# A Tale Of Two Optimisations

A couple of months ago I wrote a toy program called whitespacer. Ever since, I’ve had this gnawing feeling that I could have done it better; that it could have been written in a more performant manner. In this article I’ll take you through a couple of different ideas I came up with. We’ll profile and visualise their different performances and stumble upon some surprising behaviour. We’ll use this as an excuse to take a deeper dive into their behaviour at the CPU level and gain a better understanding about the `perf`

performance analysis tool and branch prediction.

# A Quick Recap

In a previous article I took you through the *whitespacer* program. Here’s a quick recap of what it does:

- Reads from standard in and writes to standard out.
- Works in an ‘encoding’ and ‘decoding’ mode’.
- In encoding mode it takes each of the four dibits (2 bits) of each byte and turns it into one of four whitespace characters (tab, new line, carriage return and space).
- Decoding mode does the reverse, taking groups of four whitespace characters and reconstituting the original byte.
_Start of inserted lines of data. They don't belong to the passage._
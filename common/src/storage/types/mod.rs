use serde::{Deserialize, Serialize};
pub mod build_request;
pub mod kg_task;
pub mod knowledge_graph;

pub trait StoredObject: Serialize + for<'de> Deserialize<'de> {
    fn table_name() -> &'static str;
    fn get_id(&self) -> &str;
}

#[macro_export]
macro_rules! stored_object {
    ($name:ident, $table:expr, {$($(#[$attr:meta])* $field:ident: $ty:ty),*}) => {
        use serde::{Deserialize, Deserializer, Serialize};
        use surrealdb::sql::Thing;
        use $crate::storage::types::StoredObject;
        use serde::de::{self, Visitor};
        use std::fmt;
        use chrono::{DateTime, Utc };

        struct FlexibleIdVisitor;

        impl<'de> Visitor<'de> for FlexibleIdVisitor {
            type Value = String;

            fn expecting(&self, formatter: &mut fmt::Formatter) -> fmt::Result {
                formatter.write_str("a string or a Thing")
            }

            fn visit_str<E>(self, value: &str) -> Result<Self::Value, E>
            where
                E: de::Error,
            {
                Ok(value.to_string())
            }

            fn visit_string<E>(self, value: String) -> Result<Self::Value, E>
            where
                E: de::Error,
            {
                Ok(value)
            }

            fn visit_map<A>(self, map: A) -> Result<Self::Value, A::Error>
            where
                A: de::MapAccess<'de>,
            {
                // Try to deserialize as Thing
                let thing = Thing::deserialize(de::value::MapAccessDeserializer::new(map))?;
                Ok(thing.id.to_raw())
            }
        }

        pub fn deserialize_flexible_id<'de, D>(deserializer: D) -> Result<String, D::Error>
        where
            D: Deserializer<'de>,
        {
            deserializer.deserialize_any(FlexibleIdVisitor)
        }

        fn serialize_datetime<S>(date: &DateTime<Utc>, serializer: S) -> Result<S::Ok, S::Error>
        where
            S: serde::Serializer,
        {
            Into::<surrealdb::sql::Datetime>::into(*date).serialize(serializer)
        }

        fn deserialize_datetime<'de, D>(deserializer: D) -> Result<DateTime<Utc>, D::Error>
        where
            D: serde::Deserializer<'de>,
        {
            let dt = surrealdb::sql::Datetime::deserialize(deserializer)?;
            Ok(DateTime::<Utc>::from(dt))
        }

        #[derive(Debug, Clone, Serialize, Deserialize, PartialEq)]
        pub struct $name {
            #[serde(deserialize_with = "deserialize_flexible_id")]
            pub id: String,
            #[serde(serialize_with = "serialize_datetime", deserialize_with = "deserialize_datetime", default)]
            pub created_at: DateTime<Utc>,
            #[serde(serialize_with = "serialize_datetime", deserialize_with = "deserialize_datetime", default)]
            pub updated_at: DateTime<Utc>,
            $( $(#[$attr])* pub $field: $ty),*
        }

        impl StoredObject for $name {
            fn table_name() -> &'static str {
                $table
            }

            fn get_id(&self) -> &str {
                &self.id
            }
        }
    };
}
Here’s the encoding function:

```
//Dibit to whitesapce lookup table (global variable)
char encode_lookup_tbl[] = { '\t', '\n', '\r', ' ' };
//Given a dibit, returns the whitespace encoding
unsigned char lookup_encode(const unsigned char dibit) {
return encode_lookup_tbl[ dibit ];
}
```

I’ve omitted the decoding function for brevity, but it’s the same with a different lookup table.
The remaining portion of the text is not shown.